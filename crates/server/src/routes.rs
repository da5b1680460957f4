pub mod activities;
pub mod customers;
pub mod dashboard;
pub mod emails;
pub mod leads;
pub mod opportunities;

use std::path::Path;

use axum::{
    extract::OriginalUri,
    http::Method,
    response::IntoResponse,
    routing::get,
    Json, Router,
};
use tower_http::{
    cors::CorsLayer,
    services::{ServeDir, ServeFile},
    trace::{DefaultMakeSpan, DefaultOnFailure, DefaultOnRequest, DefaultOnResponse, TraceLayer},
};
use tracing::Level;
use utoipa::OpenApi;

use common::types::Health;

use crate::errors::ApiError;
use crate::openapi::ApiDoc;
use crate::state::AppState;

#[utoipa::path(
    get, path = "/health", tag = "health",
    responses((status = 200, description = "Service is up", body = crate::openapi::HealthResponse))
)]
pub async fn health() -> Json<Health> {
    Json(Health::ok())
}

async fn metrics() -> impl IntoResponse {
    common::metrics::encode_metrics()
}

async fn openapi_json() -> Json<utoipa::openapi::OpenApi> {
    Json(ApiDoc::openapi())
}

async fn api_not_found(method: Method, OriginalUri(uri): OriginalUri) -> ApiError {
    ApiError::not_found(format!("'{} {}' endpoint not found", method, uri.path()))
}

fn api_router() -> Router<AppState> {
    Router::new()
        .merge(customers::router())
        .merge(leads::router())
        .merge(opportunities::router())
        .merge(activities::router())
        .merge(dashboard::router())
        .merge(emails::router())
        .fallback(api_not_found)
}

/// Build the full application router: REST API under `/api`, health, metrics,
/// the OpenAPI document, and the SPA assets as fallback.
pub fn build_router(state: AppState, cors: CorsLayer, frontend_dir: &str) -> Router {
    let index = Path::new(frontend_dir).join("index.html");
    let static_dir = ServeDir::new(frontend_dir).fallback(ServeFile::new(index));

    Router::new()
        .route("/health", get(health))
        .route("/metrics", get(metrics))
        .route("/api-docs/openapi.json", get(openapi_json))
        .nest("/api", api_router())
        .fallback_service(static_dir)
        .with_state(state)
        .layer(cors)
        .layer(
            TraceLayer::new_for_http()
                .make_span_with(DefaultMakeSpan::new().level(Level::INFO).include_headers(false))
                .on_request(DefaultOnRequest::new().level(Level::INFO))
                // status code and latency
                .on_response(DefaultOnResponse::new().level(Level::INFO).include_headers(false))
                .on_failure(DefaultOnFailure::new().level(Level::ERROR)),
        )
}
* * *
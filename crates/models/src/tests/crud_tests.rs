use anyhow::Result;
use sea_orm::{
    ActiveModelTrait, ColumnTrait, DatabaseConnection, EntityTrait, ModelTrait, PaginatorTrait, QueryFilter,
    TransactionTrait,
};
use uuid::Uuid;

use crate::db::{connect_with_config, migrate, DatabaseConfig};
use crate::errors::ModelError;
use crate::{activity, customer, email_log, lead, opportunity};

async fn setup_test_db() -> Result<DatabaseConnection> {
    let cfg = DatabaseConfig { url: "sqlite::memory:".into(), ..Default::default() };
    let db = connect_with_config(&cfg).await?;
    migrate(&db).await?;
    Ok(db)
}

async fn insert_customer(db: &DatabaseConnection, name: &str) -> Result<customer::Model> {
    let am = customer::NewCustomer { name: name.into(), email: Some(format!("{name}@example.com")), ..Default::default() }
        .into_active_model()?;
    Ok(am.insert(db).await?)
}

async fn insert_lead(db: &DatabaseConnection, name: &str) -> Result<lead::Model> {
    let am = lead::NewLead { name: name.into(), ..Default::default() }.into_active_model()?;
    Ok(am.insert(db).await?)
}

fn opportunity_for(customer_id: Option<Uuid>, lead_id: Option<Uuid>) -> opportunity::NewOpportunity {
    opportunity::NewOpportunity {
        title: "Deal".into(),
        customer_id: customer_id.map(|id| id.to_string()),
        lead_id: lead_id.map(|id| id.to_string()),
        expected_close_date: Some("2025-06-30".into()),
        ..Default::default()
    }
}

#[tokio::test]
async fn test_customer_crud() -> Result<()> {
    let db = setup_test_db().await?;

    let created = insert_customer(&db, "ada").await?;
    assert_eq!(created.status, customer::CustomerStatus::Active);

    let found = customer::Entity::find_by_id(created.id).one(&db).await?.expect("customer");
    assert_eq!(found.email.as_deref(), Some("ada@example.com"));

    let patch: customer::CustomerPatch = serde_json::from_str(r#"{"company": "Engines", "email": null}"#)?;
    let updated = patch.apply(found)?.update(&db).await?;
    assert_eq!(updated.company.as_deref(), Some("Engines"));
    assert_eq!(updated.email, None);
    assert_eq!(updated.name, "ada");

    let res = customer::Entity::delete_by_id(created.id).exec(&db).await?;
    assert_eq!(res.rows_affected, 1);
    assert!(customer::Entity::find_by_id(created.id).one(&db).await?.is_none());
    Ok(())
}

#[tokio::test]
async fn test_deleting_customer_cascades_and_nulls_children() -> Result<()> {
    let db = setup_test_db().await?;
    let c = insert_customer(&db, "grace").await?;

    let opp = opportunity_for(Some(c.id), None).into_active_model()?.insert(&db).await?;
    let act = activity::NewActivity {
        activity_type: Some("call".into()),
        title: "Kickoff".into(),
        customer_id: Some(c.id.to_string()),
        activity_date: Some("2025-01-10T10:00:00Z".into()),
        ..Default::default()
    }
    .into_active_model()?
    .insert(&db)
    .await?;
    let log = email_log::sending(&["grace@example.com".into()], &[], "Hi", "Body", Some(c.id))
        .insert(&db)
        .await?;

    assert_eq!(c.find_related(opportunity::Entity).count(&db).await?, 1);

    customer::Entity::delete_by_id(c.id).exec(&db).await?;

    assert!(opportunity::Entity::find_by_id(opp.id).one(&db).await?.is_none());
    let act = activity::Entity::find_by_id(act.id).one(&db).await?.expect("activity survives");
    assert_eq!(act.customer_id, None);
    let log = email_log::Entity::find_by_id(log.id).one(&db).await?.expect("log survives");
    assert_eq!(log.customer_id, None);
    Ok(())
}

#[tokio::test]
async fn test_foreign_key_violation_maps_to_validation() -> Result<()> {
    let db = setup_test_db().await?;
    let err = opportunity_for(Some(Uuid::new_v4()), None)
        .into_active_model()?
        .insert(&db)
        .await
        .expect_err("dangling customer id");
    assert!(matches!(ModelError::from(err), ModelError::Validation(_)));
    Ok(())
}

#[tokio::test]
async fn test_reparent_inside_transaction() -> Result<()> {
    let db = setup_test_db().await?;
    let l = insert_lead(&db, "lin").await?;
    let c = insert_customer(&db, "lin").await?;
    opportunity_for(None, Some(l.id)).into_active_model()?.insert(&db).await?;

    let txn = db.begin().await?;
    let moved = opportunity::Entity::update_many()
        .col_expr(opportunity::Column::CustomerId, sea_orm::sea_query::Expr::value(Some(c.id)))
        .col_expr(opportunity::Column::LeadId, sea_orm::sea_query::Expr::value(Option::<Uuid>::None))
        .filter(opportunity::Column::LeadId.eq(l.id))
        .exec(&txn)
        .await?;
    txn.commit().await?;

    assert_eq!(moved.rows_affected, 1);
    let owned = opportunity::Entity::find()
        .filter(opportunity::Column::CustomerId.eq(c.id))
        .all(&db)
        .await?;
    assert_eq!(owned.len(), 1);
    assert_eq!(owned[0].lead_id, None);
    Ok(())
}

| WHAT IS NEEDED |
Give the number of lines in the data that include the string "patch", please, and nothing else.

| RESPONSE TO THE EXERCISE |
2